Fulvio Zuelli era nato a Reggio Emilia il 4 novembre 1941 e si era laureato all’Università di Bologna.
Aveva iniziato la sua carriera accademica nel 1971 alla Facoltà di Scienze politiche dell’Università di Bologna. Per molti anni aveva collaborato alle attività della Scuola di perfezionamento in scienze amministrative dell’Università di Bologna.

Nel corso dei propri studi si era prevalentemente dedicato a tematiche attinenti ai profili istituzionali ed organizzativi della pubblica amministrazione, oltre che allo studio di problemi riguardanti il diritto pubblico dell’economia, con particolare attenzione per l’attività imprenditoriale pubblica.

Era arrivato alla Facoltà di Giurisprudenza dell’Università di Trento nel novembre 1984 quale titolare del corso di Istituzioni di diritto pubblico. Qui era stato anche direttore del Dipartimento di Scienze giuridiche (dal 1987 al 1990) e preside della Facoltà di Giurisprudenza (dal 1 novembre 1989). Il 5 giugno 1990 era stato eletto rettore dell’Università di Trento per il triennio 1990/1993. Tale mandato era stato rinnovato il 2 giugno 1993 per il triennio 1993-1996.

Era stato membro del consiglio d’amministrazione della Fondazione Caritro nonché di quello della Fondazione Pezcoller. Nel 1993 gli è stata conferita l’onorificenza di commendatore della Repubblica italiana e nel 1995 è stato insignito con quella di grande ufficiale al merito della Repubblica italiana. Nel 1997 era stato nominato presidente del consiglio d’amministrazione dell’Opera universitaria della Provincia autonoma di Trento. Tale carica gli era poi stata rinnovata, tanto che aveva ricoperto quel ruolo fino al 2014.

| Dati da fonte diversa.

//! IL-style hardware component layer.
//!
//! The camera source does not talk to hardware directly. It sequences calls
//! on [`IlComponent`]s created through an [`IlCore`]: state transitions,
//! port enable/flush/allocate, typed parameter and config get/set, buffer
//! acquire/release and tunnels between components.
//!
//! # Components and ports
//!
//! | Role | Ports |
//! |------|-------|
//! | [`ComponentRole::Camera`] | [`PortRole::CameraIn`], [`PortRole::CameraVideoOut`], [`PortRole::CameraPreviewOut`] |
//! | [`ComponentRole::NullSink`] | [`PortRole::NullSinkIn`] |
//! | [`ComponentRole::Encoder`] | [`PortRole::EncoderIn`], [`PortRole::EncoderOut`] |
//!
//! The null sink and encoder only exist on targets with the extended
//! capability set, see [`HardwareTarget`](crate::config::HardwareTarget).
//!
//! [`mock`] provides an in-memory implementation for tests.

mod component;
pub mod mock;
mod types;

pub use component::{IlComponent, IlCore, PortHandle};
pub use types::{
    Acquire, ColorFormat, ComponentState, CompressionFormat, Config, ConfigKey, IlBuffer,
    IlBufferFlags, Param, ParamKey, PortDefinition, PortDirection, PortRange, VideoPortDefinition,
    VideoPortFormat,
};

use std::fmt;
use thiserror::Error;

/// Result type for hardware component calls.
pub type IlResult<T> = std::result::Result<T, IlError>;

/// Error codes reported by the hardware component layer.
#[derive(Debug, Clone, PartialEq, Eq, Error)]
pub enum IlError {
    /// No more items at this index (end of an enumeration).
    #[error("no more items")]
    NoMore,

    /// The operation did not complete in time.
    #[error("timeout")]
    Timeout,

    /// The component ran out of resources.
    #[error("insufficient resources")]
    InsufficientResources,

    /// The call is not valid in the component's current state.
    #[error("incorrect state operation")]
    IncorrectStateOperation,

    /// The requested state transition is not allowed.
    #[error("incorrect state transition")]
    IncorrectStateTransition,

    /// A parameter value was rejected.
    #[error("bad parameter")]
    BadParameter,

    /// The parameter or config index is not supported.
    #[error("unsupported index")]
    UnsupportedIndex,

    /// The port index does not exist on the component.
    #[error("bad port index {0}")]
    BadPortIndex(u32),

    /// The component could not be created.
    #[error("component {0} not found")]
    ComponentNotFound(String),

    /// The tunnel could not be established.
    #[error("ports not compatible for tunneling")]
    PortsNotCompatible,

    /// Any other hardware-specific failure.
    #[error("hardware failure: {0}")]
    Hardware(String),
}

/// Component slots held by the camera source.
#[derive(Debug, Clone, Copy, PartialEq, Eq, Hash)]
pub enum ComponentRole {
    /// The camera itself.
    Camera,
    /// Sink absorbing the unused preview stream.
    NullSink,
    /// Encoder chained after the camera video output.
    Encoder,
}

impl ComponentRole {
    /// All roles, in forward dependency order.
    pub const ALL: [ComponentRole; 3] = [Self::Camera, Self::NullSink, Self::Encoder];

    /// Slot index in the component table.
    pub const fn index(self) -> usize {
        self as usize
    }
}

impl fmt::Display for ComponentRole {
    fn fmt(&self, f: &mut fmt::Formatter<'_>) -> fmt::Result {
        f.write_str(match self {
            Self::Camera => "camera",
            Self::NullSink => "null sink",
            Self::Encoder => "encoder",
        })
    }
}

/// Port slots held by the camera source.
#[derive(Debug, Clone, Copy, PartialEq, Eq, Hash)]
pub enum PortRole {
    /// Camera input (clock/control) port.
    CameraIn,
    /// Camera video output port.
    CameraVideoOut,
    /// Camera preview output port.
    CameraPreviewOut,
    /// Null sink input port.
    NullSinkIn,
    /// Encoder input port.
    EncoderIn,
    /// Encoder output port.
    EncoderOut,
}

impl PortRole {
    /// All roles, in the order ports are enabled.
    pub const ALL: [PortRole; 6] = [
        Self::CameraIn,
        Self::CameraVideoOut,
        Self::CameraPreviewOut,
        Self::NullSinkIn,
        Self::EncoderIn,
        Self::EncoderOut,
    ];

    /// Slot index in the port table.
    pub const fn index(self) -> usize {
        self as usize
    }

    /// Component owning this port.
    pub const fn component(self) -> ComponentRole {
        match self {
            Self::CameraIn | Self::CameraVideoOut | Self::CameraPreviewOut => {
                ComponentRole::Camera
            }
            Self::NullSinkIn => ComponentRole::NullSink,
            Self::EncoderIn | Self::EncoderOut => ComponentRole::Encoder,
        }
    }
}

impl fmt::Display for PortRole {
    fn fmt(&self, f: &mut fmt::Formatter<'_>) -> fmt::Result {
        f.write_str(match self {
            Self::CameraIn => "camera input",
            Self::CameraVideoOut => "camera video output",
            Self::CameraPreviewOut => "camera preview output",
            Self::NullSinkIn => "null sink input",
            Self::EncoderIn => "encoder input",
            Self::EncoderOut => "encoder output",
        })
    }
}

Gli era stato conferito il titolo di professore emerito il 24 novembre 2010, durante la cerimonia di inaugurazione dell’anno accademico. Con questa motivazione: «Accanto ai meriti scientifici che risultano dal suo curriculum, ed ai meriti didattici sempre confermati da più che elogiative valutazioni degli studenti, desideriamo ricordare che Zuelli ha avuto un ruolo importante nella concreta attivazione della nuova Giurisprudenza, e più in generale nella vita del giovane ateneo trentino, sin dal 1984, quando da Bologna è passato a Trento. Ha svolto tutte le sue funzioni, da professore a rettore, in modo efficace ma sobrio e misurato, attento solo al bene dell’istituzione a lui affidata e della comunità che all’istituzione dà vita. I problemi, esterni o interni, che mano a mano sorgessero hanno sempre trovato attraverso di lui, dopo un ascolto attento, le migliori soluzioni possibili. Le stesse caratteristiche di capacità di comprensione, equilibrio e pacatezza hanno sempre fatto di lui un fondamentale punto di riferimento nella vita della nostra facoltà, anche al di fuori dei compiti istituzionali. Ci sembra dunque che la proposta di conferimento della qualifica di professore emerito potrebbe bene esprimere la gratitudine che la facoltà sente – e nella facoltà anche noi sentiamo – per il grande contributo che Zuelli ha dato al suo sviluppo e al suo funzionamento».